Ian Harrison Chemistry ah8t@virginia.edu

Stephanie Johnson Environmental Sciences (Grad. Student) sej2e@virginia.edu

Gary Owens Physiology/Director M.D./Ph.D. Program gko@virginia.edu

Denny Proffitt Psychology/Cognitive Sciences drp@virginia.edu

Anita Jones' initial summary of our group's subject matter was:


Education -- Undergraduate and Graduate.

Science and technology development is proceeding at a very fast pace. How do we educate students to succeed?

What are we training BS, MS and PhD students for in the 21st Century?

How will the University deliver life-long learning?

How will UVa educate students (independent of major) to be literate in science & technology?



The committee suggested improvements in,


1. Student Recruitment: Enroll higher quality students and increase the number of graduate students. Increase diversity.


2. Training and Education/Scholarly Culture: Facilitate the establishment and maintenance of interdisciplinary programs. Actively encourage graduate enrollment and faculty teaching of advanced graduate coursework. Improve faculty-student scholarly interactions through shared departmental lounges and activities.


3. Undergraduate Research Involvement: Encourage undergraduate research and eliminate cultural barriers towards recruiting UVa undergraduates into our graduate programs.


4. Student Placement and Career Preparation: Establish active feedback between the users of our products, companies, and our faculty to improve the placement and career preparation of our students. Explore development possibilities with the companies involved.


5. Community Knowledge: Establish on the www a searchable index of faculty research interests, expertise, and available specialized equipment or techniques. Publicize student and faculty research successes. Create a searchable S&T alumni database.



S&T Committee Education Report #2


Strategic Areas in S&T Education/Training for the Next Millennium


  1. Information/Educational Technology and Distance Learning:
  2. A key educational challenge will be to determine how we can provide a broad foundation of training in science and technology, as well as outstanding in-depth training in an area of focus in the face of an overwhelming mass of "essential" information.

    An important premise for S&T education in the next millennium is that single modest sized institutions such as our own may lack (i) the capability to teach at a high level in all required areas and (ii) the numbers of students required to justify teaching highly specialized courses. For these reasons we should consider innovative partnerships with sister institutions both within the state of Virginia, and elsewhere to accomplish our educational goals. Consider creating workshops and short courses for students, alumni, and industrial and national lab S&T workers.

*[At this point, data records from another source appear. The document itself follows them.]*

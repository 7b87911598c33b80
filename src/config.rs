use crate::month::DEFAULT_FISCAL_START;
use crate::store::ProfileStore;
use anyhow::{anyhow, Context, Result};
use std::fs;
use std::path::{Path, PathBuf};

/// Overrides the directory holding the profile file.
pub const HOME_ENV: &str = "TDPROFILE_HOME";
/// Overrides the first month of the fiscal year (1..=12).
pub const FISCAL_START_ENV: &str = "TDPROFILE_FISCAL_START";

const PROFILES_FILE_NAME: &str = "profiles.json";

/// Resolved settings with builder chaining. Nothing here touches the
/// filesystem until [`Settings::ensure_initialized`] is called.
#[derive(Clone, Debug)]
pub struct Settings {
    pub home: PathBuf,
    pub profiles_file: PathBuf,   // defaults to home/profiles.json
    pub fiscal_start_month: u8,   // 1..=12
}

impl Default for Settings {
    fn default() -> Self {
        let home = dirs::home_dir()
            .unwrap_or_else(|| PathBuf::from("."))
            .join(".tdprofile");
        Self {
            profiles_file: home.join(PROFILES_FILE_NAME),
            home,
            fiscal_start_month: DEFAULT_FISCAL_START,
        }
    }
}

impl Settings {
    /// Defaults overlaid with `TDPROFILE_HOME` and `TDPROFILE_FISCAL_START`.
    pub fn from_env() -> Self {
        let mut settings = Self::default();

        if let Ok(home) = std::env::var(HOME_ENV) {
            if !home.trim().is_empty() {
                settings = settings.with_home(home.trim());
            }
        }

        if let Ok(raw) = std::env::var(FISCAL_START_ENV) {
            match raw.trim().parse::<u8>() {
                Ok(m) if (1..=12).contains(&m) => settings.fiscal_start_month = m,
                _ => tracing::warn!("{} is set but not a month number 1..=12: {:?}", FISCAL_START_ENV, raw),
            }
        }

        settings
    }

    pub fn with_home(mut self, home: impl AsRef<Path>) -> Self {
        let home = home.as_ref().to_path_buf();
        self.profiles_file = home.join(PROFILES_FILE_NAME);
        self.home = home;
        self
    }

    pub fn with_profiles_file(mut self, path: impl AsRef<Path>) -> Self {
        self.profiles_file = path.as_ref().to_path_buf();
        self
    }

    pub fn with_fiscal_start_month(mut self, month: u8) -> Result<Self> {
        if !(1..=12).contains(&month) {
            return Err(anyhow!("fiscal start month must be 1..=12, got {month}"));
        }
        self.fiscal_start_month = month;
        Ok(self)
    }

    /// Create the profile file's directory and an empty profile list if they
    /// are missing. The home directory is only created when the profile file
    /// lives under it. Returns the profile file path.
    pub fn ensure_initialized(&self) -> Result<PathBuf> {
        if self.profiles_file.starts_with(&self.home) {
            fs::create_dir_all(&self.home)
                .with_context(|| format!("create profile home {}", self.home.display()))?;
        }
        if let Some(parent) = self.profiles_file.parent() {
            fs::create_dir_all(parent).with_context(|| format!("create {}", parent.display()))?;
        }
        if !self.profiles_file.exists() {
            tracing::info!(path = %self.profiles_file.display(), "creating empty profile list");
            ProfileStore::load(&self.profiles_file)?.save()?;
        }
        Ok(self.profiles_file.clone())
    }
}
//! On-disk profile list: one JSON document holding every profile.

use crate::profile::Profile;
use crate::util::replace_file_atomic;
use anyhow::{anyhow, Context, Result};
use serde::{Deserialize, Serialize};
use std::fs::{self, File};
use std::io::{BufReader, BufWriter, Write};
use std::path::{Path, PathBuf};

#[derive(Default, Serialize, Deserialize)]
struct ProfileFile {
    profiles: Vec<Profile>,
}

pub struct ProfileStore {
    path: PathBuf,
    profiles: Vec<Profile>, // kept sorted by name
}

impl ProfileStore {
    /// Load the list at `path`. A missing file is an empty store; a present
    /// but unreadable one, or one naming the same profile twice, is an error.
    pub fn load(path: &Path) -> Result<Self> {
        let mut profiles = if path.exists() {
            let f = File::open(path).with_context(|| format!("open {}", path.display()))?;
            let doc: ProfileFile = serde_json::from_reader(BufReader::new(f))
                .with_context(|| format!("parse profile list {}", path.display()))?;
            doc.profiles
        } else {
            tracing::debug!(path = %path.display(), "profile list not found, starting empty");
            Vec::new()
        };
        profiles.sort_by(|a, b| a.name.cmp(&b.name));
        if let Some(pair) = profiles.windows(2).find(|w| w[0].name == w[1].name) {
            return Err(anyhow!("profile list {} has duplicate name {:?}", path.display(), pair[0].name));
        }
        Ok(Self { path: path.to_path_buf(), profiles })
    }

    pub fn path(&self) -> &Path {
        &self.path
    }

    fn position(&self, name: &str) -> std::result::Result<usize, usize> {
        self.profiles.binary_search_by(|p| p.name.as_str().cmp(name))
    }

    /// Add a new profile; fails if the name is already taken.
    pub fn add(&mut self, profile: Profile) -> Result<()> {
        match self.position(&profile.name) {
            Ok(_) => Err(anyhow!("profile {:?} already exists", profile.name)),
            Err(i) => {
                self.profiles.insert(i, profile);
                Ok(())
            }
        }
    }

    /// Add or replace. Returns the replaced profile, if any.
    pub fn upsert(&mut self, profile: Profile) -> Option<Profile> {
        match self.position(&profile.name) {
            Ok(i) => Some(std::mem::replace(&mut self.profiles[i], profile)),
            Err(i) => {
                self.profiles.insert(i, profile);
                None
            }
        }
    }

    pub fn get(&self, name: &str) -> Option<&Profile> {
        self.position(name).ok().map(|i| &self.profiles[i])
    }

    pub fn remove(&mut self, name: &str) -> Option<Profile> {
        self.position(name).ok().map(|i| self.profiles.remove(i))
    }

    /// Profiles sorted by name.
    pub fn list(&self) -> &[Profile] {
        &self.profiles
    }

    pub fn len(&self) -> usize {
        self.profiles.len()
    }

    pub fn is_empty(&self) -> bool {
        self.profiles.is_empty()
    }

    fn write_tmp(&self, tmp: &Path) -> Result<()> {
        let f = File::create(tmp).with_context(|| format!("create {}", tmp.display()))?;
        let mut w = BufWriter::new(f);
        let doc = ProfileFile { profiles: self.profiles.clone() };
        serde_json::to_writer_pretty(&mut w, &doc)?;
        w.write_all(b"\n")?;
        w.flush().with_context(|| format!("flush {}", tmp.display()))?;
        Ok(())
    }

    /// Write the list to a sibling temp file, then move it over the target.
    /// The temp file is removed again if any step fails.
    pub fn save(&self) -> Result<()> {
        if let Some(parent) = self.path.parent() {
            fs::create_dir_all(parent).with_context(|| format!("create {}", parent.display()))?;
        }
        let tmp = self.path.with_extension("json.tmp");
        let written = self.write_tmp(&tmp).and_then(|_| replace_file_atomic(&tmp, &self.path));
        if let Err(e) = written {
            if tmp.is_file() {
                if let Err(rm) = fs::remove_file(&tmp) {
                    tracing::warn!(path = %tmp.display(), error = %rm, "could not remove temp profile list");
                }
            }
            return Err(e);
        }
        tracing::info!(path = %self.path.display(), count = self.profiles.len(), "saved profile list");
        Ok(())
    }
}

  3. Translation of Research Knowledge to a Product:

We are entering an era where the frequency with which basic research findings are translated into a product is rapidly increasing. As such, an absolutely critical skill for our graduates will be to be able to make the bridge between basic research and production of a commercial product. To enhance this we need to create opportunities for more frequent internships in industry, and need to obtain better feedback from industry regarding the quality of our graduates. We also need more involvement with individuals with industrial experience in curriculum design and teaching. We should have new initiatives to try to recruit individuals with industrial experience to our faculty and make better use of our alumni connections. Finally, we believe that our curriculum should incorporate more training in administration, economics, and personnel management than in the past, since science today is a much more complex enterprise than in the past. This should incorporate courses that teach our students fundamentals regarding intellectual property rights, the patenting licensing process, and product development.

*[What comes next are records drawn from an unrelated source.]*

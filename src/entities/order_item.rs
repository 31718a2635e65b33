use chrono::{DateTime, Utc};
use sea_orm::entity::prelude::*;
use serde::{Deserialize, Serialize};
use uuid::Uuid;

use super::status::FulfillmentStatus;
use crate::errors::StockTarget;

/// One line of an order, owned by exactly one store.
///
/// `store_id` is frozen at checkout. `total_price == unit_price * quantity`.
#[derive(Clone, Debug, PartialEq, Eq, DeriveEntityModel, Serialize, Deserialize)]
#[sea_orm(table_name = "order_items")]
pub struct Model {
    #[sea_orm(primary_key, auto_increment = false)]
    pub id: Uuid,
    pub order_id: Uuid,
    pub store_id: Uuid,
    pub product_id: Uuid,
    #[sea_orm(nullable)]
    pub variant_id: Option<Uuid>,
    pub quantity: i32,
    pub unit_price: i64,
    pub total_price: i64,
    pub status: FulfillmentStatus,
    /// Set once the reserved stock has been credited back
    pub stock_released: bool,
    #[sea_orm(nullable)]
    pub confirmed_at: Option<DateTime<Utc>>,
    #[sea_orm(nullable)]
    pub processing_at: Option<DateTime<Utc>>,
    #[sea_orm(nullable)]
    pub shipped_at: Option<DateTime<Utc>>,
    #[sea_orm(nullable)]
    pub delivered_at: Option<DateTime<Utc>>,
    #[sea_orm(nullable)]
    pub cancelled_at: Option<DateTime<Utc>>,
    #[sea_orm(nullable)]
    pub refunded_at: Option<DateTime<Utc>>,
    pub created_at: DateTime<Utc>,
    pub updated_at: DateTime<Utc>,
}

#[derive(Copy, Clone, Debug, EnumIter, DeriveRelation)]
pub enum Relation {
    #[sea_orm(
        belongs_to = "super::order::Entity",
        from = "Column::OrderId",
        to = "super::order::Column::Id"
    )]
    Order,
    #[sea_orm(
        belongs_to = "super::store::Entity",
        from = "Column::StoreId",
        to = "super::store::Column::Id"
    )]
    Store,
}

impl Related<super::order::Entity> for Entity {
    fn to() -> RelationDef {
        Relation::Order.def()
    }
}

impl Related<super::store::Entity> for Entity {
    fn to() -> RelationDef {
        Relation::Store.def()
    }
}

impl ActiveModelBehavior for ActiveModel {}

impl Model {
    /// Timestamp recorded when the item entered `status`, if any.
    pub fn stamped_at(&self, status: FulfillmentStatus) -> Option<DateTime<Utc>> {
        match status {
            FulfillmentStatus::Pending => Some(self.created_at),
            FulfillmentStatus::Confirmed => self.confirmed_at,
            FulfillmentStatus::Processing => self.processing_at,
            FulfillmentStatus::Shipped => self.shipped_at,
            FulfillmentStatus::Delivered => self.delivered_at,
            FulfillmentStatus::Cancelled => self.cancelled_at,
            FulfillmentStatus::Refunded => self.refunded_at,
        }
    }

    /// Stock row this item reserved at checkout.
    pub fn stock_target(&self) -> StockTarget {
        match self.variant_id {
            Some(variant_id) => StockTarget::Variant(variant_id),
            None => StockTarget::Product(self.product_id),
        }
    }
}

/// Column holding the timestamp stamped when an item enters `status`.
pub fn timestamp_column(status: FulfillmentStatus) -> Option<Column> {
    match status {
        FulfillmentStatus::Pending => None,
        FulfillmentStatus::Confirmed => Some(Column::ConfirmedAt),
        FulfillmentStatus::Processing => Some(Column::ProcessingAt),
        FulfillmentStatus::Shipped => Some(Column::ShippedAt),
        FulfillmentStatus::Delivered => Some(Column::DeliveredAt),
        FulfillmentStatus::Cancelled => Some(Column::CancelledAt),
        FulfillmentStatus::Refunded => Some(Column::RefundedAt),
    }
}
pub mod cart;
pub mod checkout;
pub mod health;
pub mod order_items;
pub mod orders;
pub mod payments;
pub mod store;
pub mod webhook;

use sea_orm::DatabaseConnection;
use std::sync::Arc;

use crate::config::AppConfig;
use crate::services::{
    cart::CartService,
    checkout::{CheckoutService, TaxPolicy},
    fulfillment::FulfillmentService,
    notifications::OrderNotifier,
    orders::OrderQueryService,
    payment_split::{PaymentGateway, PaymentService},
    webhook::WebhookService,
};

// Re-export AppState so handler modules can import it as crate::handlers::AppState
pub use crate::AppState;

/// Services layer that encapsulates business logic used by HTTP handlers
#[derive(Clone)]
pub struct AppServices {
    pub cart: Arc<CartService>,
    pub checkout: Arc<CheckoutService>,
    pub payments: Arc<PaymentService>,
    pub fulfillment: Arc<FulfillmentService>,
    pub webhook: Arc<WebhookService>,
    pub orders: Arc<OrderQueryService>,
}

impl AppServices {
    /// Wires every service over one connection pool, payment gateway and notifier.
    pub fn new(
        db: Arc<DatabaseConnection>,
        config: &AppConfig,
        gateway: Arc<dyn PaymentGateway>,
        notifier: Arc<dyn OrderNotifier>,
    ) -> Self {
        let payments = PaymentService::new(
            db.clone(),
            gateway,
            notifier.clone(),
            config.default_payment_method.clone(),
            config.payment_gateway.callback_url.clone(),
        );
        let checkout = CheckoutService::new(
            db.clone(),
            payments.clone(),
            notifier.clone(),
            TaxPolicy::new(config.tax_rate_bps),
        );
        let webhook = WebhookService::new(
            db.clone(),
            notifier.clone(),
            config.payment_gateway.webhook_signing_secret(),
        );

        Self {
            cart: Arc::new(CartService::new(db.clone())),
            checkout: Arc::new(checkout),
            payments: Arc::new(payments),
            fulfillment: Arc::new(FulfillmentService::new(db.clone(), notifier)),
            webhook: Arc::new(webhook),
            orders: Arc::new(OrderQueryService::new(db)),
        }
    }
}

Potential Umbrella Tactic:

Establish something along the lines of an,


"Alumni Center for Graduate Education, Outreach, and Distance Learning"

to be housed in a dedicated building with a large and amorphously defined endowment.

We could use the Center to,

° co-ordinate/establish short courses and workshops at the Center & elsewhere.

° sell prospective graduate students on specialized short courses for immediate launching of their research activities.

° bring in visiting teaching faculty/scientists/alumni who would provide a transient critical mass of specialized expertise on grounds or elsewhere on a regularly scheduled basis.

° provide attractive teaching resources and facilities for graduate students. Opportunities to interact with alumni and non-academic S&T workers, here and elsewhere.

°provide funding for: a) Graduate Fellowships, Tuition Differentials, Upper Year Course Tuition, Graduate Student Healthcare, etc.

b) mounting/developing courses on the WWW for distance learning.

c) integration of alumni and industrial S&T workers into our educational programs both as teachers and students.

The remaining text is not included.